The walk had participants from the coalition, which is made up of VA, Fort Drum, the VETS center, Jefferson County, local VSOs and community crisis workers. All the various agencies, groups and volunteers work together to address the problem of veteran and servicemember suicide.

William (Bill) Van Orman is the suicide prevention program manager on Fort Drum and gave me something that has really stuck with me.: "We don't need to destigmatize the asking for help. We never ask for help, do we? If we see a mom struggling with the door of her car, her kid and her groceries, we open it. If we see an old neighbor struggling to clear his walk, we do it. They don't ask - we recognize they need help and we offer it. We need to destigmatize our offering of help."

Wow! That really made sense to me. I have been struggling to understand how I can answer the call to Be the One and this sounded like a way to help. Kaitlynn Tredway, from the VA suicide prevention outreach, made an offer of 'gatekeeper' training at the post.
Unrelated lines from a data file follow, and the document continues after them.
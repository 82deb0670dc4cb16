// SPDX-License-Identifier: MPL-2.0
// This Source Code Form is subject to the terms of the Mozilla Public
// License, v. 2.0. If a copy of the MPL was not distributed with this
// file, You can obtain one at https://mozilla.org/MPL/2.0/.

//! Energy usage response parsing.

use serde::Deserialize;

use crate::error::ParseError;
use crate::model::{EnergyUseData, EnergyUseHistoryEntry};

/// `data` of an energy usage response.
#[derive(Debug, Clone, Default, Deserialize)]
#[serde(rename_all = "camelCase")]
pub struct EnergyUseDataPayload {
    /// The energy usage object, absent if the backend returned nothing.
    pub get_energy_use_data: Option<serde_json::Value>,
}

impl EnergyUseDataPayload {
    /// Maps the payload to [`EnergyUseData`].
    ///
    /// # Errors
    ///
    /// Returns a `ParseError` if the object is absent or lacks
    /// `lifetimeKwh`/`graphData`.
    pub fn into_energy_use_data(self) -> Result<EnergyUseData, ParseError> {
        let raw = self
            .get_energy_use_data
            .filter(|v| !v.is_null())
            .ok_or_else(|| ParseError::MissingField("getEnergyUseData".to_string()))?;
        Ok(serde_json::from_value::<EnergyUseDataNode>(raw)?.into())
    }
}

/// Energy usage of a device, as sent by the backend.
///
/// # Examples
///
/// ```
/// use aosmith_lib::response::EnergyUseDataNode;
/// use aosmith_lib::model::EnergyUseData;
///
/// let json = r#"{
///     "average": 2.5,
///     "graphData": [{"date": "2024-01-01", "kwh": 2.0}, {"date": "2024-01-02", "kwh": 3}],
///     "lifetimeKwh": 1520.5,
///     "startDate": "2023-01-01"
/// }"#;
/// let node: EnergyUseDataNode = serde_json::from_str(json).unwrap();
/// let data = EnergyUseData::from(node);
/// assert_eq!(data.history.len(), 2);
/// assert_eq!(data.history[1].energy_use_kwh, 3.0);
/// ```
#[derive(Debug, Clone, Deserialize)]
#[serde(rename_all = "camelCase")]
pub struct EnergyUseDataNode {
    lifetime_kwh: f64,
    graph_data: Vec<GraphDataNode>,
    #[serde(default)]
    average: Option<f64>,
    #[serde(default)]
    start_date: Option<String>,
}

#[derive(Debug, Clone, Deserialize)]
struct GraphDataNode {
    date: String,
    kwh: f64,
}

impl From<EnergyUseDataNode> for EnergyUseData {
    fn from(node: EnergyUseDataNode) -> Self {
        Self {
            lifetime_kwh: node.lifetime_kwh,
            average_kwh: node.average,
            start_date: node.start_date,
            history: node
                .graph_data
                .into_iter()
                .map(|g| EnergyUseHistoryEntry {
                    date: g.date,
                    energy_use_kwh: g.kwh,
                })
                .collect(),
        }
    }
}

#[cfg(test)]
mod tests {
    use super::*;

    #[test]
    fn maps_history() {
        let payload: EnergyUseDataPayload = serde_json::from_str(
            r#"{"getEnergyUseData": {"graphData": [{"date": "2024-03-01T00:00:00Z", "kwh": 1.25}], "lifetimeKwh": 42}}"#,
        )
        .unwrap();
        let data = payload.into_energy_use_data().unwrap();
        assert!((data.lifetime_kwh - 42.0).abs() < f64::EPSILON);
        assert_eq!(data.history[0].date, "2024-03-01T00:00:00Z");
        assert_eq!(data.average_kwh, None);
    }

    #[test]
    fn missing_object() {
        let payload: EnergyUseDataPayload =
            serde_json::from_str(r#"{"getEnergyUseData": null}"#).unwrap();
        assert!(matches!(
            payload.into_energy_use_data(),
            Err(ParseError::MissingField(_))
        ));
    }

    #[test]
    fn missing_lifetime_total() {
        let payload: EnergyUseDataPayload =
            serde_json::from_str(r#"{"getEnergyUseData": {"graphData": []}}"#).unwrap();
        assert!(matches!(
            payload.into_energy_use_data(),
            Err(ParseError::Json(_))
        ));
    }
}
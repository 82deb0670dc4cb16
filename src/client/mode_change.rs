// SPDX-License-Identifier: MPL-2.0
// This Source Code Form is subject to the terms of the Mozilla Public
// License, v. 2.0. If a copy of the MPL was not distributed with this
// file, You can obtain one at https://mozilla.org/MPL/2.0/.

//! Pre-flight validation of mode changes.

use crate::error::ParameterError;
use crate::model::Device;
use crate::query::ModeInput;
use crate::types::{HotWaterPlusLevel, ModeDays, OperationMode};

/// A requested mode change.
///
/// [`validate`](Self::validate) checks the request against what the device
/// reported about itself and builds the mutation input. No request is sent.
///
/// # Examples
///
/// ```
/// use aosmith_lib::client::ModeChange;
/// use aosmith_lib::types::OperationMode;
///
/// let change = ModeChange::new(OperationMode::Vacation).with_days(7);
/// assert_eq!(change.days, Some(7));
/// ```
#[derive(Debug, Clone, Copy, PartialEq, Eq)]
pub struct ModeChange {
    /// Target mode.
    pub mode: OperationMode,
    /// Days before the mode exits, for modes with day selection.
    pub days: Option<u8>,
    /// Hot Water+ level, for heaters with Hot Water+.
    pub hot_water_plus_level: Option<u8>,
}

impl ModeChange {
    /// Creates a change to `mode` without days or Hot Water+ level.
    #[must_use]
    pub const fn new(mode: OperationMode) -> Self {
        Self {
            mode,
            days: None,
            hot_water_plus_level: None,
        }
    }

    /// Sets the number of days.
    #[must_use]
    pub const fn with_days(mut self, days: u8) -> Self {
        self.days = Some(days);
        self
    }

    /// Sets the Hot Water+ level.
    #[must_use]
    pub const fn with_hot_water_plus_level(mut self, level: u8) -> Self {
        self.hot_water_plus_level = Some(level);
        self
    }

    /// Checks the change against `device` and builds the mutation input.
    ///
    /// Modes with day selection default to [`ModeDays::MAX`] days. Heaters
    /// with Hot Water+ always receive a level: the requested one, else the
    /// current level for modes supporting Hot Water+, else off.
    ///
    /// # Errors
    ///
    /// Returns a `ParameterError` if the device does not list the mode, if
    /// days are given for a mode without day selection or are outside 1-100,
    /// or if the Hot Water+ level is outside 0-3 or not supported by the
    /// device or mode.
    pub fn validate(&self, device: &Device) -> Result<ModeInput, ParameterError> {
        let info = device
            .supported_mode(self.mode)
            .ok_or(ParameterError::ModeNotSupported(self.mode))?;

        let days = match (info.has_day_selection, self.days) {
            (true, Some(days)) => Some(ModeDays::new(days)?),
            (true, None) => Some(ModeDays::default()),
            (false, Some(_)) => return Err(ParameterError::DaysNotSupported(self.mode)),
            (false, None) => None,
        };

        let level = if device.supports_hot_water_plus {
            match self.hot_water_plus_level {
                Some(level) => {
                    let level = HotWaterPlusLevel::new(level)?;
                    if level.is_on() && !info.supports_hot_water_plus {
                        return Err(ParameterError::HotWaterPlusNotSupportedForMode(self.mode));
                    }
                    Some(level)
                }
                None if info.supports_hot_water_plus => Some(
                    device
                        .status
                        .hot_water_plus_level
                        .unwrap_or(HotWaterPlusLevel::OFF),
                ),
                None => Some(HotWaterPlusLevel::OFF),
            }
        } else {
            if self.hot_water_plus_level.is_some() {
                return Err(ParameterError::HotWaterPlusNotSupportedForDevice);
            }
            None
        };

        Ok(ModeInput::new(info.original_name.clone(), days, level))
    }
}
She explained that "they are meant to train everyone in the community as a 'gatekeeper.' Essentially teaching community members how to identify warning signs of suicide, and then what to do once you have identified someone who may be at risk for suicide."

She further explained, "The gatekeeper training we offer at VA is the VA S.A.V.E. Training or 'Operation S.A.V.E.' It is a program focused on preventing suicide attempts and saving lives that might otherwise be lost to suicide. It is designed to train everyone who knows a veteran to be a 'gatekeeper.' The role of gatekeepers is connecting those at risk for suicide with people who can help them. The training reviews the scope of veteran suicide within the United States, knowing how to identify a veteran who may be at risk for suicide, and then knowing what to do when you identify a veteran who may be at risk for suicide."

I am going back to my post and asking membership to support a training session in the post home, and to invite the community and this coalition to attend. I believe people would offer help if they knew what to look for and were confident in what to do. I argue that when people are seen standing on the wrong side of a bridge, people always offer help because at that moment they know they are needed. Expanding everyone's skills to know someone is standing on the wrong side of the bridge and is asking for help will help empower that person to offer help.